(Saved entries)
= = = = =
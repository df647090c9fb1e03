use thiserror::Error;

use stratus_scanner::ScanError;

/// Errors specific to GCP scanner operations.
#[derive(Debug, Error)]
pub enum GcpScannerError {
    /// The GCP service returned an error.
    #[error("GCP service error: {0}")]
    ServiceError(String),

    /// The request was throttled by the GCP service.
    #[error("GCP request throttled")]
    Throttled,

    /// A network or connection error occurred communicating with GCP.
    #[error("GCP connection error: {0}")]
    Connection(String),

    /// The request timed out.
    #[error("GCP request timed out")]
    Timeout,

    /// GCP credential construction or resolution failed.
    #[error("credential error: {0}")]
    CredentialError(String),
}

impl From<GcpScannerError> for ScanError {
    fn from(err: GcpScannerError) -> Self {
        match err {
            GcpScannerError::ServiceError(msg) => ScanError::ServiceError(msg),
            GcpScannerError::Throttled => ScanError::RateLimited,
            GcpScannerError::Connection(msg) => ScanError::Connection(msg),
            GcpScannerError::Timeout => ScanError::Timeout(std::time::Duration::from_secs(30)),
            GcpScannerError::CredentialError(msg) => ScanError::Credentials(msg),
        }
    }
}

/// Classify a GCP SDK error string into the appropriate
/// [`GcpScannerError`].
pub fn classify_gcp_error(error_str: &str) -> GcpScannerError {
    let lower = error_str.to_lowercase();
    if lower.contains("429")
        || lower.contains("rate limit")
        || lower.contains("quota")
        || lower.contains("resource_exhausted")
    {
        GcpScannerError::Throttled
    } else if lower.contains("timeout") || lower.contains("timed out") {
        GcpScannerError::Timeout
    } else if lower.contains("401")
        || lower.contains("403")
        || lower.contains("credential")
        || lower.contains("unauthenticated")
        || lower.contains("permission")
    {
        GcpScannerError::CredentialError(error_str.to_owned())
    } else if lower.contains("connection") || lower.contains("connect") || lower.contains("dns") {
        GcpScannerError::Connection(error_str.to_owned())
    } else {
        GcpScannerError::ServiceError(error_str.to_owned())
    }
}

#[cfg(test)]
mod tests {
    use super::*;

    #[test]
    fn quota_maps_to_rate_limited() {
        let err: ScanError = classify_gcp_error("RESOURCE_EXHAUSTED: quota exceeded").into();
        assert!(matches!(err, ScanError::RateLimited));
        assert!(err.is_retryable());
    }

    #[test]
    fn permission_is_fatal() {
        let err: ScanError = classify_gcp_error("PERMISSION_DENIED: permission storage.buckets.list").into();
        assert!(matches!(err, ScanError::Credentials(_)));
        assert!(!err.is_retryable());
    }

    #[test]
    fn default_is_service_error() {
        assert!(matches!(
            classify_gcp_error("bucket not found"),
            GcpScannerError::ServiceError(_)
        ));
    }
}
use std::sync::Arc;

use azure_core::credentials::{Secret, TokenCredential};
use tracing::{debug, info};

use crate::config::AzureScannerConfig;
use crate::error::AzureScannerError;

/// Build an Azure credential from the given [`AzureScannerConfig`].
///
/// If `tenant_id`, `client_id`, and `client_credential` are all present,
/// uses `ClientSecretCredential` for service-principal authentication.
/// Otherwise falls back to `AzureCliCredential`, which uses the Azure CLI
/// login context (suitable for development and CI environments).
#[allow(clippy::unused_async)]
pub async fn build_azure_credential(
    config: &AzureScannerConfig,
) -> Result<Arc<dyn TokenCredential>, AzureScannerError> {
    if let (Some(tenant_id), Some(client_id), Some(client_cred)) = (
        &config.tenant_id,
        &config.client_id,
        &config.client_credential,
    ) {
        info!("using service-principal credentials for Azure");
        debug!(tenant_id = %tenant_id, "building ClientSecretCredential");

        let credential = azure_identity::ClientSecretCredential::new(
            tenant_id,
            client_id.clone(),
            Secret::new(client_cred.clone()),
            None,
        )
        .map_err(|e| AzureScannerError::CredentialError(e.to_string()))?;

        Ok(credential)
    } else {
        info!("using AzureCliCredential for Azure (dev/CI fallback)");
        let credential = azure_identity::AzureCliCredential::new(None)
            .map_err(|e| AzureScannerError::CredentialError(e.to_string()))?;

        Ok(credential)
    }
}
use std::collections::BTreeMap;

use tokio_util::sync::CancellationToken;
use tracing::debug;

use stratus_core::{CloudProvider, Resource, ResourceMetadata};
use stratus_scanner::ScanError;

use crate::error::classify_sdk_error;

/// Actor recorded on resources produced by this scanner.
pub(crate) const SCANNER_ACTOR: &str = "aws-scanner";

/// Enumerate all EC2 instances in the region into canonical resources.
///
/// Pages through `describe_instances`; on a mid-scan failure or
/// cancellation, returns [`ScanError::Partial`] carrying the instances
/// collected so far.
pub(crate) async fn scan_instances(
    client: &aws_sdk_ec2::Client,
    region: &str,
    ctx: &CancellationToken,
) -> Result<Vec<Resource>, ScanError> {
    let mut resources = Vec::new();
    let mut pages = client.describe_instances().into_paginator().send();

    loop {
        if ctx.is_cancelled() {
            return Err(ScanError::partial(resources, ScanError::Cancelled));
        }
        let Some(page) = pages.next().await else {
            break;
        };
        let page = match page {
            Ok(page) => page,
            Err(e) => {
                return Err(ScanError::partial(
                    resources,
                    classify_sdk_error(&e.to_string()).into(),
                ));
            }
        };

        for reservation in page.reservations() {
            for instance in reservation.instances() {
                if let Some(resource) = map_instance(instance, region) {
                    resources.push(resource);
                }
            }
        }
    }

    debug!(count = resources.len(), "EC2 instances enumerated");
    Ok(resources)
}

/// Fetch a single instance by id.
pub(crate) async fn get_instance(
    client: &aws_sdk_ec2::Client,
    region: &str,
    instance_id: &str,
) -> Result<Resource, ScanError> {
    let result = client
        .describe_instances()
        .instance_ids(instance_id)
        .send()
        .await
        .map_err(|e| ScanError::from(classify_sdk_error(&e.to_string())))?;

    result
        .reservations()
        .iter()
        .flat_map(aws_sdk_ec2::types::Reservation::instances)
        .find_map(|instance| map_instance(instance, region))
        .ok_or_else(|| ScanError::ServiceError(format!("instance not found: {instance_id}")))
}

/// Map a provider-native instance into the canonical resource shape.
///
/// The instance id is the resource id; the `Name` tag (when present) is the
/// human label; the normalized state is embedded into `data`.
fn map_instance(instance: &aws_sdk_ec2::types::Instance, region: &str) -> Option<Resource> {
    let id = instance.instance_id()?.to_owned();

    let tags: BTreeMap<String, String> = instance
        .tags()
        .iter()
        .filter_map(|tag| Some((tag.key()?.to_owned(), tag.value()?.to_owned())))
        .collect();
    let name = tags.get("Name").cloned().unwrap_or_else(|| id.clone());

    let state = instance
        .state()
        .and_then(|s| s.name())
        .map_or("unknown", aws_sdk_ec2::types::InstanceStateName::as_str);

    let mut data = serde_json::Map::new();
    data.insert(
        "instance_type".into(),
        instance
            .instance_type()
            .map_or("unknown", aws_sdk_ec2::types::InstanceType::as_str)
            .into(),
    );
    data.insert("state".into(), state.into());
    if let Some(az) = instance.placement().and_then(|p| p.availability_zone()) {
        data.insert("availability_zone".into(), az.into());
    }
    if let Some(image_id) = instance.image_id() {
        data.insert("image_id".into(), image_id.into());
    }
    if let Some(vpc_id) = instance.vpc_id() {
        data.insert("vpc_id".into(), vpc_id.into());
    }
    if let Some(subnet_id) = instance.subnet_id() {
        data.insert("subnet_id".into(), subnet_id.into());
    }
    if let Some(private_ip) = instance.private_ip_address() {
        data.insert("private_ip".into(), private_ip.into());
    }
    if let Some(public_ip) = instance.public_ip_address() {
        data.insert("public_ip".into(), public_ip.into());
    }
    if let Some(launch_time) = instance.launch_time() {
        data.insert("launch_time".into(), launch_time.to_string().into());
    }

    let mut metadata = ResourceMetadata::new(SCANNER_ACTOR).with_region(region);
    if let Some(environment) = tags.get("environment").or_else(|| tags.get("env")) {
        metadata = metadata.with_environment(environment.clone());
    }
    metadata = metadata.with_tags(tags);

    Some(
        Resource::new(id, "aws.ec2.instance", CloudProvider::Aws, name, SCANNER_ACTOR)
            .with_data(data)
            .with_metadata(metadata),
    )
}

#[cfg(test)]
mod tests {
    use super::*;
    use aws_sdk_ec2::types::{Instance, InstanceState, InstanceStateName, InstanceType, Tag};

    fn tag(key: &str, value: &str) -> Tag {
        Tag::builder().key(key).value(value).build()
    }

    fn sample_instance() -> Instance {
        Instance::builder()
            .instance_id("i-0abc123")
            .instance_type(InstanceType::T3Small)
            .state(
                InstanceState::builder()
                    .name(InstanceStateName::Running)
                    .build(),
            )
            .private_ip_address("10.0.1.5")
            .vpc_id("vpc-42")
            .tags(tag("Name", "web-1"))
            .tags(tag("environment", "production"))
            .tags(tag("team", "platform"))
            .build()
    }

    #[test]
    fn maps_instance_to_canonical_resource() {
        let resource = map_instance(&sample_instance(), "us-east-1").expect("mapped");

        assert_eq!(resource.id, "i-0abc123");
        assert_eq!(resource.resource_type, "aws.ec2.instance");
        assert_eq!(resource.provider, CloudProvider::Aws);
        assert_eq!(resource.name, "web-1");
        assert_eq!(resource.data["instance_type"], "t3.small");
        assert_eq!(resource.data["state"], "running");
        assert_eq!(resource.data["private_ip"], "10.0.1.5");
        assert_eq!(resource.data["vpc_id"], "vpc-42");
        assert_eq!(resource.metadata.region.as_deref(), Some("us-east-1"));
        assert_eq!(
            resource.metadata.environment.as_deref(),
            Some("production")
        );
        assert_eq!(
            resource.metadata.tags.get("team").map(String::as_str),
            Some("platform")
        );
        assert!(resource.validate().is_ok());
    }

    #[test]
    fn unnamed_instance_falls_back_to_id() {
        let instance = Instance::builder().instance_id("i-noname").build();
        let resource = map_instance(&instance, "us-east-1").expect("mapped");
        assert_eq!(resource.name, "i-noname");
        assert_eq!(resource.data["instance_type"], "unknown");
        assert_eq!(resource.data["state"], "unknown");
    }

    #[test]
    fn instance_without_id_is_skipped() {
        let instance = Instance::builder().build();
        assert!(map_instance(&instance, "us-east-1").is_none());
    }
}
use std::sync::Arc;
use std::time::Duration;

use chrono::Utc;
use tokio_util::sync::CancellationToken;
use tracing::{debug, info, instrument, warn};
use uuid::Uuid;

use stratus_audit::{ChainVerification, ChangeRecord, Operation, verify_chain};
use stratus_core::{
    Resource, SearchQuery, UpdateResourceRequest, ValidationError, apply_metadata_patch,
    apply_update, create_snapshot, delete_snapshot, diff_resources, validate_data,
};
use stratus_embedding::{Embedder, resource_embedding_text};
use stratus_store::{InventoryStore, NewChange};

use crate::error::ServiceError;
use crate::requests::{CreateResourceRequest, IngestSummary};
use crate::with_cancel;

/// Tunables for the write path.
#[derive(Debug, Clone)]
pub struct ServiceConfig {
    /// When `true`, a schema registered under a resource's type tag is
    /// enforced against `data` on create and update.
    pub enforce_schemas: bool,

    /// How many fresh ids to try when a generated id collides.
    pub create_id_retries: u32,

    /// Per-call deadline for the embedder.
    pub embed_timeout: Duration,
}

impl Default for ServiceConfig {
    fn default() -> Self {
        Self {
            enforce_schemas: false,
            create_id_retries: 3,
            embed_timeout: Duration::from_secs(10),
        }
    }
}

/// The write-path coordinator: validates with the core model, embeds via
/// the configured embedder, and issues one transactional store mutation
/// per lifecycle transition.
pub struct ResourceService {
    store: Arc<dyn InventoryStore>,
    embedder: Option<Arc<dyn Embedder>>,
    config: ServiceConfig,
}

impl std::fmt::Debug for ResourceService {
    fn fmt(&self, f: &mut std::fmt::Formatter<'_>) -> std::fmt::Result {
        f.debug_struct("ResourceService")
            .field("embedder", &self.embedder.is_some())
            .field("config", &self.config)
            .finish_non_exhaustive()
    }
}

impl ResourceService {
    /// Create a service without an embedder; resources are stored without
    /// vectors and stay invisible to vector search.
    #[must_use]
    pub fn new(store: Arc<dyn InventoryStore>) -> Self {
        Self {
            store,
            embedder: None,
            config: ServiceConfig::default(),
        }
    }

    /// Attach an embedder.
    #[must_use]
    pub fn with_embedder(mut self, embedder: Arc<dyn Embedder>) -> Self {
        self.embedder = Some(embedder);
        self
    }

    /// Override the configuration.
    #[must_use]
    pub fn with_config(mut self, config: ServiceConfig) -> Self {
        self.config = config;
        self
    }

    /// Create a resource, appending its CREATE record in the same store
    /// transaction.
    ///
    /// Generated ids retry on collision up to the configured budget;
    /// caller-supplied ids surface [`ServiceError::Duplicate`] directly.
    #[instrument(skip(self, ctx, request), fields(resource_type = %request.resource_type, provider = %request.provider))]
    pub async fn create_resource(
        &self,
        ctx: &CancellationToken,
        request: CreateResourceRequest,
        actor: &str,
    ) -> Result<Resource, ServiceError> {
        if actor.is_empty() {
            return Err(ValidationError::empty("actor").into());
        }

        let generated_id = request.id.is_none();
        let mut resource = materialize(request, actor);
        resource.validate()?;
        self.enforce_schema(ctx, &resource).await?;
        self.embed_resource(&mut resource).await?;

        let mut attempts = 0u32;
        loop {
            let change = NewChange::new(Operation::Create, create_snapshot(&resource), actor);
            match with_cancel(ctx, self.store.create_resource(&resource, change)).await {
                Ok(record) => {
                    info!(resource_id = %resource.id, record_id = %record.id, "resource created");
                    return Ok(resource);
                }
                Err(ServiceError::Duplicate { .. })
                    if generated_id && attempts + 1 < self.config.create_id_retries =>
                {
                    attempts += 1;
                    debug!(attempts, "generated id collided, retrying with a fresh id");
                    resource.id = Uuid::new_v4().to_string();
                }
                Err(error) => return Err(error),
            }
        }
    }

    /// Apply a partial update. An update with no effective change returns
    /// the current resource without touching the store or the chain.
    #[instrument(skip(self, ctx, request), fields(resource_id = %id))]
    pub async fn update_resource(
        &self,
        ctx: &CancellationToken,
        id: &str,
        request: UpdateResourceRequest,
        actor: &str,
    ) -> Result<Resource, ServiceError> {
        if actor.is_empty() {
            return Err(ValidationError::empty("actor").into());
        }

        let current = self.load(ctx, id).await?;
        let mut updated = apply_update(&current, &request, actor);
        let changes = diff_resources(&current, &updated);
        if changes.is_empty() {
            debug!(resource_id = %id, "update carries no effective change");
            return Ok(current);
        }

        updated.validate()?;
        self.enforce_schema(ctx, &updated).await?;

        let data_changed = changes
            .keys()
            .any(|path| path == "data" || path.starts_with("data."));
        if data_changed {
            self.embed_resource(&mut updated).await?;
        }

        let record = with_cancel(
            ctx,
            self.store
                .update_resource(&updated, NewChange::new(Operation::Update, changes, actor)),
        )
        .await?;
        info!(resource_id = %id, record_id = %record.id, "resource updated");
        Ok(updated)
    }

    /// Delete a resource; its chain is retained and gains a DELETE record
    /// carrying the final snapshot.
    #[instrument(skip(self, ctx), fields(resource_id = %id))]
    pub async fn delete_resource(
        &self,
        ctx: &CancellationToken,
        id: &str,
        actor: &str,
    ) -> Result<(), ServiceError> {
        if actor.is_empty() {
            return Err(ValidationError::empty("actor").into());
        }

        let current = self.load(ctx, id).await?;
        with_cancel(
            ctx,
            self.store.delete_resource(
                id,
                NewChange::new(Operation::Delete, delete_snapshot(&current), actor),
            ),
        )
        .await?;
        info!(resource_id = %id, "resource deleted, chain retained");
        Ok(())
    }

    /// Fetch a resource. A dangling parent reference is surfaced as a
    /// consistency warning, never an error.
    pub async fn get_resource(
        &self,
        ctx: &CancellationToken,
        id: &str,
    ) -> Result<Resource, ServiceError> {
        let resource = self.load(ctx, id).await?;
        if let Some(parent_id) = &resource.parent_id {
            if with_cancel(ctx, self.store.get_resource(parent_id))
                .await?
                .is_none()
            {
                warn!(resource_id = %resource.id, parent_id = %parent_id, "resource references a missing parent");
            }
        }
        Ok(resource)
    }

    /// Structural list with validated, defaulted query parameters.
    pub async fn list_resources(
        &self,
        ctx: &CancellationToken,
        query: &SearchQuery,
    ) -> Result<Vec<Resource>, ServiceError> {
        query.validate()?;
        with_cancel(ctx, self.store.list_resources(query)).await
    }

    /// List or text-search depending on whether the query carries text.
    pub async fn search_resources(
        &self,
        ctx: &CancellationToken,
        query: &SearchQuery,
    ) -> Result<Vec<Resource>, ServiceError> {
        query.validate()?;
        if query.text.as_deref().is_some_and(|text| !text.is_empty()) {
            with_cancel(ctx, self.store.text_search(query)).await
        } else {
            with_cancel(ctx, self.store.list_resources(query)).await
        }
    }

    /// Children of a resource, newest first.
    pub async fn get_resources_by_parent(
        &self,
        ctx: &CancellationToken,
        parent_id: &str,
    ) -> Result<Vec<Resource>, ServiceError> {
        with_cancel(ctx, self.store.get_by_parent(parent_id)).await
    }

    /// The audit chain for a resource id, oldest first. Available after
    /// deletion.
    pub async fn get_change_history(
        &self,
        ctx: &CancellationToken,
        id: &str,
    ) -> Result<Vec<ChangeRecord>, ServiceError> {
        with_cancel(ctx, self.store.get_chain(id)).await
    }

    /// Walk and verify the chain for a resource id.
    pub async fn verify_chain(
        &self,
        ctx: &CancellationToken,
        id: &str,
    ) -> Result<ChainVerification, ServiceError> {
        let chain = with_cancel(ctx, self.store.get_chain(id)).await?;
        Ok(verify_chain(&chain))
    }

    /// Reconcile scanned resources into the store: create the unknown,
    /// update the changed, skip the unchanged.
    #[instrument(skip(self, ctx, resources), fields(count = resources.len()))]
    pub async fn ingest_scanned(
        &self,
        ctx: &CancellationToken,
        resources: Vec<Resource>,
        actor: &str,
    ) -> Result<IngestSummary, ServiceError> {
        if actor.is_empty() {
            return Err(ValidationError::empty("actor").into());
        }

        let mut summary = IngestSummary::default();
        for scanned in resources {
            if ctx.is_cancelled() {
                return Err(ServiceError::Cancelled);
            }
            if let Err(error) = scanned.validate() {
                warn!(resource_id = %scanned.id, %error, "skipping invalid scanned resource");
                summary.failed += 1;
                continue;
            }

            let outcome = match with_cancel(ctx, self.store.get_resource(&scanned.id)).await? {
                Some(current) => self.reconcile_existing(ctx, &current, &scanned, actor).await,
                None => self.ingest_new(ctx, scanned.clone(), actor).await,
            };
            match outcome {
                Ok(IngestOutcome::Created) => summary.created += 1,
                Ok(IngestOutcome::Updated) => summary.updated += 1,
                Ok(IngestOutcome::Unchanged) => summary.unchanged += 1,
                Err(ServiceError::Cancelled) => return Err(ServiceError::Cancelled),
                Err(error) => {
                    warn!(resource_id = %scanned.id, %error, "failed to ingest scanned resource");
                    summary.failed += 1;
                }
            }
        }

        info!(?summary, "scan ingestion finished");
        Ok(summary)
    }

    async fn reconcile_existing(
        &self,
        ctx: &CancellationToken,
        current: &Resource,
        scanned: &Resource,
        actor: &str,
    ) -> Result<IngestOutcome, ServiceError> {
        let mut updated = current.clone();
        updated.name.clone_from(&scanned.name);
        updated.data.clone_from(&scanned.data);
        apply_metadata_patch(
            &mut updated.metadata,
            &stratus_core::MetadataPatch {
                region: scanned.metadata.region.clone(),
                environment: scanned.metadata.environment.clone(),
                cost_center: scanned.metadata.cost_center.clone(),
                tags: Some(scanned.metadata.tags.clone()),
                iam: scanned.metadata.iam.clone(),
                custom: scanned.metadata.custom.clone(),
            },
        );
        if scanned.metadata.last_scanned_at.is_some() {
            updated.metadata.last_scanned_at = scanned.metadata.last_scanned_at;
        }

        let changes = diff_resources(current, &updated);
        if changes.is_empty() {
            return Ok(IngestOutcome::Unchanged);
        }

        updated.metadata.modified_by = actor.to_owned();
        updated.modified_at = Utc::now();
        let data_changed = changes
            .keys()
            .any(|path| path == "data" || path.starts_with("data."));
        if data_changed {
            self.embed_resource(&mut updated).await?;
        }

        with_cancel(
            ctx,
            self.store
                .update_resource(&updated, NewChange::new(Operation::Update, changes, actor)),
        )
        .await?;
        Ok(IngestOutcome::Updated)
    }

    async fn ingest_new(
        &self,
        ctx: &CancellationToken,
        mut resource: Resource,
        actor: &str,
    ) -> Result<IngestOutcome, ServiceError> {
        let now = Utc::now();
        resource.metadata.created_by = actor.to_owned();
        resource.metadata.modified_by = actor.to_owned();
        resource.created_at = now;
        resource.modified_at = now;
        self.embed_resource(&mut resource).await?;

        let change = NewChange::new(Operation::Create, create_snapshot(&resource), actor);
        with_cancel(ctx, self.store.create_resource(&resource, change)).await?;
        Ok(IngestOutcome::Created)
    }

    async fn load(&self, ctx: &CancellationToken, id: &str) -> Result<Resource, ServiceError> {
        with_cancel(ctx, self.store.get_resource(id))
            .await?
            .ok_or_else(|| ServiceError::NotFound { id: id.to_owned() })
    }

    /// Enforce a registered schema when configured. Schemas are looked up
    /// under the resource's type tag; no registered schema means no
    /// enforcement.
    async fn enforce_schema(
        &self,
        ctx: &CancellationToken,
        resource: &Resource,
    ) -> Result<(), ServiceError> {
        if !self.config.enforce_schemas {
            return Ok(());
        }
        if let Some(schema) = with_cancel(
            ctx,
            self.store
                .get_schema(&resource.resource_type, resource.provider),
        )
        .await?
        {
            validate_data(&schema.schema, &resource.data)?;
        }
        Ok(())
    }

    /// Embed the resource, best-effort: a failed or timed-out embed logs a
    /// warning and leaves the vector unset, a vector of the wrong width is
    /// a validation error.
    async fn embed_resource(&self, resource: &mut Resource) -> Result<(), ServiceError> {
        let Some(embedder) = &self.embedder else {
            return Ok(());
        };

        let text = resource_embedding_text(resource);
        match tokio::time::timeout(self.config.embed_timeout, embedder.embed(&text)).await {
            Ok(Ok(vector)) => {
                resource.vector = Some(vector);
                resource.validate_vector(self.store.vector_dimension())?;
                Ok(())
            }
            Ok(Err(error)) => {
                warn!(resource_id = %resource.id, %error, "embedding failed, storing without a vector");
                resource.vector = None;
                Ok(())
            }
            Err(_) => {
                warn!(resource_id = %resource.id, "embedding timed out, storing without a vector");
                resource.vector = None;
                Ok(())
            }
        }
    }
}

enum IngestOutcome {
    Created,
    Updated,
    Unchanged,
}

fn materialize(request: CreateResourceRequest, actor: &str) -> Resource {
    let id = request
        .id
        .unwrap_or_else(|| Uuid::new_v4().to_string());
    let mut resource = Resource::new(
        id,
        request.resource_type,
        request.provider,
        request.name,
        actor,
    )
    .with_data(request.data);
    if let Some(patch) = &request.metadata {
        apply_metadata_patch(&mut resource.metadata, patch);
    }
    resource.parent_id = request.parent_id;
    resource
}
= = = = =
* TASK OBJECTIVE *
Every line with "ServiceConfig" in it should be copied from the entries above.

* RESULT BELOW *
pub struct ServiceConfig {
impl Default for ServiceConfig {
    config: ServiceConfig,
            config: ServiceConfig::default(),
    pub fn with_config(mut self, config: ServiceConfig) -> Self {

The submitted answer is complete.